Engineered
insulinoma cell lines may represent an alternative to isolated islets for
transplantation therapy of
type 1 diabetes. Success of this approach may require development of cell lines that can withstand
cytokine-mediated damage. To this end, we have cultured INS-1
insulinoma cells in increasing concentrations of
interleukin-1beta (IL-1beta) +
gamma-interferon (IFN-gamma), with approximate weekly iterations over an 8-week period. Based on the C,N
diphenyl-N'-[4,5-dimethylthiazol-2-yl]-2,5-diphenyltetrazolium+ ++
bromide (MTT) viability assay, the selected cells, termed INS-1res, were 100% viable after 5 days of treatment with 10 ng/ml of IL-1beta. These cells were also 78 +/- 1.2% viable after 5 days of exposure to the combination of 10 ng/ml IL-1beta and 100 U/ml IFN-gamma, whereas parental INS-1 cells treated in the same manner were only 0.3 +/- 0.03% viable. INS-1res cells were also resistant to treatment with supernatants from activated rat peripheral blood mononuclear cells, whereas only 20% of parental INS-1 cells survived such treatment.
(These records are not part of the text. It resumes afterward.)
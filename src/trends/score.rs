//! Relevance scoring heuristics.
//!
//! Both scorers are total: a missing or unparseable timestamp only changes
//! the score, it never produces an error.

use crate::models::RawItem;
use chrono::{DateTime, FixedOffset, NaiveDateTime, Utc};

/// Score given to feed items whose timestamp cannot be read.
pub const DEFAULT_RECENCY_SCORE: u32 = 25;

const ENGAGEMENT_BASE: u32 = 50;
const ENGAGEMENT_MAX: u32 = 100;

/// Outlet name fragments that earn the reputation bonus.
pub const REPUTABLE_OUTLETS: &[&str] = &[
    "bbc",
    "cnn",
    "reuters",
    "ap",
    "nyt",
    "washington post",
    "guardian",
];

type TimestampParser = fn(&str) -> Option<DateTime<FixedOffset>>;

fn rss_pub_date(s: &str) -> Option<DateTime<FixedOffset>> {
    DateTime::parse_from_str(s, "%a, %d %b %Y %H:%M:%S %z").ok()
}

// Named zones such as "GMT" or "EST".
fn rfc2822(s: &str) -> Option<DateTime<FixedOffset>> {
    DateTime::parse_from_rfc2822(s).ok()
}

// Some feeds carry a weekday name that does not match the date.
fn any_weekday(s: &str) -> Option<DateTime<FixedOffset>> {
    let (weekday, rest) = s.split_once(',')?;
    if !weekday.chars().all(|c| c.is_ascii_alphabetic()) {
        return None;
    }
    let rest = rest.trim_start();
    DateTime::parse_from_str(rest, "%d %b %Y %H:%M:%S %z")
        .or_else(|_| DateTime::parse_from_rfc2822(rest))
        .ok()
}

fn iso_with_offset(s: &str) -> Option<DateTime<FixedOffset>> {
    DateTime::parse_from_str(s, "%Y-%m-%dT%H:%M:%S%z")
        .or_else(|_| DateTime::parse_from_rfc3339(s))
        .ok()
}

fn iso_utc(s: &str) -> Option<DateTime<FixedOffset>> {
    NaiveDateTime::parse_from_str(s, "%Y-%m-%dT%H:%M:%SZ")
        .ok()
        .map(|naive| naive.and_utc().fixed_offset())
}

/// Feed timestamp formats, tried in order.
const FEED_TIMESTAMP_PARSERS: &[TimestampParser] = &[
    rss_pub_date,
    rfc2822,
    any_weekday,
    iso_with_offset,
    iso_utc,
];

/// Parse a feed timestamp (RSS `pubDate` or Atom `published`).
pub fn parse_feed_timestamp(raw: &str) -> Option<DateTime<FixedOffset>> {
    let raw = raw.trim();
    if raw.is_empty() {
        return None;
    }
    FEED_TIMESTAMP_PARSERS.iter().find_map(|parse| parse(raw))
}

/// Parse an ISO-8601 timestamp as returned by the headline API.
///
/// A trailing `Z` means UTC. Timestamps without an offset are read as UTC.
pub fn parse_iso_timestamp(raw: &str) -> Option<DateTime<FixedOffset>> {
    let raw = raw.trim();
    if raw.is_empty() {
        return None;
    }
    DateTime::parse_from_rfc3339(raw).ok().or_else(|| {
        NaiveDateTime::parse_from_str(raw, "%Y-%m-%dT%H:%M:%S%.f")
            .ok()
            .map(|naive| naive.and_utc().fixed_offset())
    })
}

fn hours_since(published: DateTime<FixedOffset>, now: DateTime<Utc>) -> f64 {
    (now - published.with_timezone(&Utc)).num_seconds() as f64 / 3600.0
}

/// Map an article age in hours to a recency score.
pub fn recency_for_age(hours_old: f64) -> u32 {
    if hours_old < 1.0 {
        100
    } else if hours_old < 6.0 {
        90
    } else if hours_old < 24.0 {
        70
    } else if hours_old < 48.0 {
        50
    } else {
        30
    }
}

/// Recency score for feed items: newer is better.
pub fn recency_score(item: &RawItem, now: DateTime<Utc>) -> u32 {
    match parse_feed_timestamp(&item.published_at) {
        Some(published) => recency_for_age(hours_since(published, now)),
        None => DEFAULT_RECENCY_SCORE,
    }
}

/// Engagement score for headline API articles, in `50..=100`.
///
/// Base 50, +20 for a reputable outlet, +20 when under a day old (+10 when
/// under two days), +10 when a description is present.
pub fn engagement_score(item: &RawItem, now: DateTime<Utc>) -> u32 {
    let mut score = ENGAGEMENT_BASE;

    let source = item.source.to_lowercase();
    if REPUTABLE_OUTLETS.iter().any(|outlet| source.contains(outlet)) {
        score += 20;
    }

    if let Some(published) = parse_iso_timestamp(&item.published_at) {
        let hours_old = hours_since(published, now);
        if hours_old < 24.0 {
            score += 20;
        } else if hours_old < 48.0 {
            score += 10;
        }
    }

    if !item.description.is_empty() {
        score += 10;
    }

    score.min(ENGAGEMENT_MAX)
}
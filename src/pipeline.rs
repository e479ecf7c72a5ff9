//! Full collection run: every configured source in turn, then the combined
//! snapshot.

use crate::config::Config;
use crate::models::{CollectionSummary, CombinedSnapshot};
use crate::outputs::{json, report};
use crate::sources::{self, FeedSource, NewsApiSource, TrendSource};
use crate::trends::{self, summary};
use chrono::Local;
use std::error::Error;
use std::path::{Path, PathBuf};
use tracing::{error, info, instrument, warn};

/// Fetch one source and run its items through the trend pipeline.
///
/// Returns `None` when the source produced no items at all.
#[instrument(level = "info", skip_all, fields(source = source.label()))]
pub async fn collect_source<S: TrendSource>(source: &S) -> Option<CollectionSummary> {
    let items = source.fetch().await;
    if items.is_empty() {
        warn!("No items collected");
        return None;
    }

    let summary = trends::collect_trends(
        &source.strategy(),
        source.label(),
        &items,
        source.top_n(),
        source.metadata(),
        Local::now(),
    );
    info!(
        total_articles = summary.total_articles,
        trending = summary.total_trending_topics,
        kept = summary.trends.len(),
        "Collected trending topics"
    );
    Some(summary)
}

/// Collect one source, write its summary file, and log the outcome.
///
/// A failed write is logged; the summary is still returned for the
/// combined snapshot.
pub async fn run_source<S: TrendSource>(source: &S, data_dir: &Path) -> Option<CollectionSummary> {
    let outcome = collect_source(source).await;
    if let Some(summary) = &outcome {
        if let Err(e) = json::write_summary(summary, source.key(), data_dir, None).await {
            error!(source = source.label(), error = %e, "Failed to write source summary");
        }
    }
    report::log_source(source.label(), outcome.as_ref());
    outcome
}

/// Combine and persist the outcomes of a run.
///
/// Returns the snapshot and its path, or `None` when no source succeeded.
pub async fn finish_run(
    collections: Vec<(String, Option<CollectionSummary>)>,
    data_dir: &Path,
) -> Result<Option<(CombinedSnapshot, PathBuf)>, Box<dyn Error>> {
    let Some(snapshot) = summary::combine(collections, Local::now()) else {
        error!("No data collected from any source");
        return Ok(None);
    };
    let path = json::write_snapshot(&snapshot, data_dir, None).await?;
    info!(path = %path.display(), sources = %snapshot.sources.join(", "), "Combined data saved");
    Ok(Some((snapshot, path)))
}

/// Run every configured source, in order, and write the combined snapshot.
///
/// The headline API source is skipped when no API key is configured.
///
/// # Errors
///
/// Returns an error when the HTTP client cannot be built or the combined
/// snapshot cannot be written.
#[instrument(level = "info", skip_all, fields(data_dir = %config.data_dir))]
pub async fn run(config: &Config) -> Result<Option<(CombinedSnapshot, PathBuf)>, Box<dyn Error>> {
    let client = sources::http_client(config)?;
    let data_dir = Path::new(&config.data_dir);
    let mut collections = Vec::new();

    match &config.news_api_key {
        Some(key) => {
            let api = NewsApiSource::new(client.clone(), key.clone(), config.news.clone());
            let outcome = run_source(&api, data_dir).await;
            collections.push((api.key().to_string(), outcome));
        }
        None => {
            warn!("NEWS_API_KEY not configured; skipping the headline API source");
            report::log_source("NewsAPI", None);
        }
    }

    let feeds = FeedSource::new(client, config.feeds.clone());
    let outcome = run_source(&feeds, data_dir).await;
    collections.push((feeds.key().to_string(), outcome));

    finish_run(collections, data_dir).await
}
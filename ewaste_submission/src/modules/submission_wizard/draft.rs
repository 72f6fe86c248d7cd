use chrono::{DateTime, Utc};
use serde::{Deserialize, Serialize};
use uuid::Uuid;

use crate::modules::capability::UploadedFile;

// Where an image entered the draft
#[derive(Debug, Clone, Copy, PartialEq, Eq, Serialize, Deserialize)]
#[serde(rename_all = "snake_case")]
pub enum ImageSource {
    Camera,
    Upload,
}

#[derive(Debug, Clone, PartialEq, Eq, Serialize, Deserialize)]
pub struct CapturedImage {
    // Generated identifier, unique per image
    pub id: Uuid,
    pub file_name: String,
    pub mime_type: String,
    pub source: ImageSource,
    // Opaque image payload, base64 in serialized form
    #[serde(with = "base64_bytes")]
    pub bytes: Vec<u8>,
    pub captured_at: DateTime<Utc>,
}

impl CapturedImage {
    // Camera frames are always stored as JPEG
    pub fn from_camera(bytes: Vec<u8>) -> Self {
        let captured_at = Utc::now();
        Self {
            id: Uuid::new_v4(),
            file_name: format!("ewaste-{}.jpg", captured_at.timestamp_millis()),
            mime_type: "image/jpeg".to_string(),
            source: ImageSource::Camera,
            bytes,
            captured_at,
        }
    }

    pub fn from_upload(file: UploadedFile) -> Self {
        Self {
            id: Uuid::new_v4(),
            file_name: file.file_name,
            mime_type: file.mime_type,
            source: ImageSource::Upload,
            bytes: file.bytes,
            captured_at: Utc::now(),
        }
    }
}

// In-progress submission data owned by a single wizard session
#[derive(Debug, Clone, Default, PartialEq, Eq)]
pub struct SubmissionDraft {
    images: Vec<CapturedImage>,
    scan_code: Option<String>,
    description: String,
    category: Option<String>,
}

impl SubmissionDraft {
    pub fn images(&self) -> &[CapturedImage] {
        &self.images
    }

    pub fn has_images(&self) -> bool {
        !self.images.is_empty()
    }

    pub(crate) fn push_image(&mut self, image: CapturedImage) -> Uuid {
        let id = image.id;
        self.images.push(image);
        id
    }

    pub(crate) fn remove_image(&mut self, index: usize) -> Option<CapturedImage> {
        if index < self.images.len() {
            Some(self.images.remove(index))
        } else {
            None
        }
    }

    pub fn scan_code(&self) -> Option<&str> {
        self.scan_code.as_deref()
    }

    // Only the first accepted code is kept, returns whether this one was stored
    pub(crate) fn record_scan_code(&mut self, code: String) -> bool {
        if self.scan_code.is_some() {
            return false;
        }
        self.scan_code = Some(code);
        true
    }

    pub fn description(&self) -> &str {
        &self.description
    }

    pub(crate) fn set_description(&mut self, description: String) {
        self.description = description;
    }

    pub fn category(&self) -> Option<&str> {
        self.category.as_deref()
    }

    pub(crate) fn set_category(&mut self, category: Option<String>) {
        self.category = category;
    }

    pub(crate) fn clear(&mut self) {
        *self = Self::default();
    }
}

// Serde adapter writing byte payloads as standard base64 strings
mod base64_bytes {
    use base64::{engine::general_purpose, Engine};
    use serde::{Deserialize, Deserializer, Serializer};

    pub fn serialize<S: Serializer>(bytes: &[u8], serializer: S) -> Result<S::Ok, S::Error> {
        serializer.serialize_str(&general_purpose::STANDARD.encode(bytes))
    }

    pub fn deserialize<'de, D: Deserializer<'de>>(deserializer: D) -> Result<Vec<u8>, D::Error> {
        let encoded = String::deserialize(deserializer)?;
        general_purpose::STANDARD
            .decode(encoded)
            .map_err(serde::de::Error::custom)
    }
}

#[cfg(test)]
mod tests {
    use super::*;

    fn upload(name: &str) -> UploadedFile {
        UploadedFile {
            file_name: name.to_string(),
            mime_type: "image/png".to_string(),
            bytes: vec![1, 2, 3],
        }
    }

    #[test]
    fn camera_images_are_named_as_jpeg() {
        let image = CapturedImage::from_camera(vec![0xff, 0xd8]);
        assert!(image.file_name.starts_with("ewaste-"));
        assert!(image.file_name.ends_with(".jpg"));
        assert_eq!(image.mime_type, "image/jpeg");
        assert_eq!(image.source, ImageSource::Camera);
    }

    #[test]
    fn images_get_distinct_ids() {
        let a = CapturedImage::from_upload(upload("a.png"));
        let b = CapturedImage::from_upload(upload("a.png"));
        assert_ne!(a.id, b.id);
    }

    #[test]
    fn remove_image_keeps_order_of_the_rest() {
        let mut draft = SubmissionDraft::default();
        draft.push_image(CapturedImage::from_upload(upload("a.png")));
        draft.push_image(CapturedImage::from_upload(upload("b.png")));
        draft.push_image(CapturedImage::from_upload(upload("c.png")));

        let removed = draft.remove_image(1).unwrap();
        assert_eq!(removed.file_name, "b.png");
        let names: Vec<_> = draft.images().iter().map(|i| i.file_name.as_str()).collect();
        assert_eq!(names, vec!["a.png", "c.png"]);
        assert!(draft.remove_image(2).is_none());
    }

    #[test]
    fn only_first_scan_code_is_recorded() {
        let mut draft = SubmissionDraft::default();
        assert!(draft.record_scan_code("FIRST".to_string()));
        assert!(!draft.record_scan_code("SECOND".to_string()));
        assert_eq!(draft.scan_code(), Some("FIRST"));
    }

    #[test]
    fn image_bytes_serialize_as_base64() {
        let image = CapturedImage::from_upload(upload("a.png"));
        let json = serde_json::to_value(&image).unwrap();
        assert_eq!(json["bytes"], "AQID");
        assert_eq!(json["source"], "upload");

        let back: CapturedImage = serde_json::from_value(json).unwrap();
        assert_eq!(back.bytes, vec![1, 2, 3]);
    }
}
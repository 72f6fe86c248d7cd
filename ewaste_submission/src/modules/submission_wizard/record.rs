use chrono::{DateTime, Utc};
use serde::{Deserialize, Serialize};
use uuid::Uuid;

use crate::modules::{
    error::WizardError,
    submission_wizard::draft::{CapturedImage, SubmissionDraft},
};

// Finalized submission handed to the submission handler
// Ownership moves to the handler, the wizard keeps no reference to it
#[derive(Debug, Clone, PartialEq, Eq, Serialize, Deserialize)]
pub struct SubmissionRecord {
    // Unique identifier for the submission
    pub submission_id: Uuid,
    // Time the submission was started, UTC
    pub submitted_at: DateTime<Utc>,
    // Username of the signed-in user, if the wizard was bound to one
    pub submitted_by: Option<String>,
    // Title of the challenge the wizard was opened for
    pub challenge: Option<String>,
    // Draft fields, verbatim
    pub images: Vec<CapturedImage>,
    pub scan_code: Option<String>,
    pub description: String,
    pub category: String,
}

impl SubmissionRecord {
    // The only constructor: a record needs at least one image and a category
    pub(crate) fn from_draft(
        draft: &SubmissionDraft,
        submitted_by: Option<String>,
        challenge: Option<String>,
    ) -> Result<Self, WizardError> {
        if !draft.has_images() {
            return Err(WizardError::NoPhotos);
        }
        let category = match draft.category() {
            Some(category) if !category.is_empty() => category.to_string(),
            _ => return Err(WizardError::NoCategory),
        };

        Ok(Self {
            submission_id: Uuid::new_v4(),
            submitted_at: Utc::now(),
            submitted_by,
            challenge,
            images: draft.images().to_vec(),
            scan_code: draft.scan_code().map(str::to_string),
            description: draft.description().to_string(),
            category,
        })
    }

    pub fn to_json(&self) -> Result<String, serde_json::Error> {
        serde_json::to_string(self)
    }
}

#[cfg(test)]
mod tests {
    use super::*;
    use crate::modules::capability::UploadedFile;

    fn draft_with_image() -> SubmissionDraft {
        let mut draft = SubmissionDraft::default();
        draft.push_image(CapturedImage::from_upload(UploadedFile {
            file_name: "phone.jpg".to_string(),
            mime_type: "image/jpeg".to_string(),
            bytes: vec![7; 4],
        }));
        draft
    }

    #[test]
    fn refuses_draft_without_images() {
        let mut draft = SubmissionDraft::default();
        draft.set_category(Some("laptops".to_string()));
        assert_eq!(SubmissionRecord::from_draft(&draft, None, None), Err(WizardError::NoPhotos));
    }

    #[test]
    fn refuses_draft_without_category() {
        let draft = draft_with_image();
        assert_eq!(SubmissionRecord::from_draft(&draft, None, None), Err(WizardError::NoCategory));
    }

    #[test]
    fn copies_draft_fields() {
        let mut draft = draft_with_image();
        draft.set_category(Some("batteries".to_string()));
        draft.set_description("swollen cell".to_string());
        draft.record_scan_code("XYZ".to_string());

        let record =
            SubmissionRecord::from_draft(&draft, Some("ada".to_string()), Some("Battery Week".to_string())).unwrap();
        assert_eq!(record.category, "batteries");
        assert_eq!(record.description, "swollen cell");
        assert_eq!(record.scan_code.as_deref(), Some("XYZ"));
        assert_eq!(record.images, draft.images().to_vec());
        assert_eq!(record.submitted_by.as_deref(), Some("ada"));
        assert_eq!(record.challenge.as_deref(), Some("Battery Week"));

        let json: serde_json::Value = serde_json::from_str(&record.to_json().unwrap()).unwrap();
        assert_eq!(json["category"], "batteries");
        assert_eq!(json["images"][0]["file_name"], "phone.jpg");
    }
}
The resistance to IL-1beta conferred by this procedure was stable, whereas the partial resistance to IFN-gamma was transient but reinducible by culture in the presence of
cytokines. Stable transfection of INS-1res cells with a plasmid containing the human
insulin cDNA and expansion of the transfected colonies in the absence of
cytokines produced cell lines that were on average more resistant to IL-1beta + IFN-gamma (53 +/- 11%) than similarly transfected clones derived from parental INS-1 cells (15 +/- 7%). Importantly, several INS-1res-derived clones retained the capacity to secrete
insulin in response to
glucose concentrations over the normal physiological range. With regard to the mechanism by which selection was conferred, we found normal levels of IFN-gamma receptor
mRNA, but a 60% reduction in expression of the
IL-1 receptor type I (IL-1RI) in INS-1res cells compared with parental INS-1 cells. IL-1beta signaling through
p38 MAP kinase was found to be normal in INS-1res cells, suggesting that their expression of IL-1RI is sufficient to maintain
cytokine action. However, normal IL-1beta-mediated translocation of
NF-kappaB and induction of
inducible nitric oxide synthase expression and
nitric oxide production was severely impaired in the INS-1res cell lines, suggesting a mechanism for the IL-1beta resistance. In sum, this study defines a strategy for isolation of
cytokine-resistant beta-cell lines and provides a new system for studying the mechanisms by which such resistance can be achieved.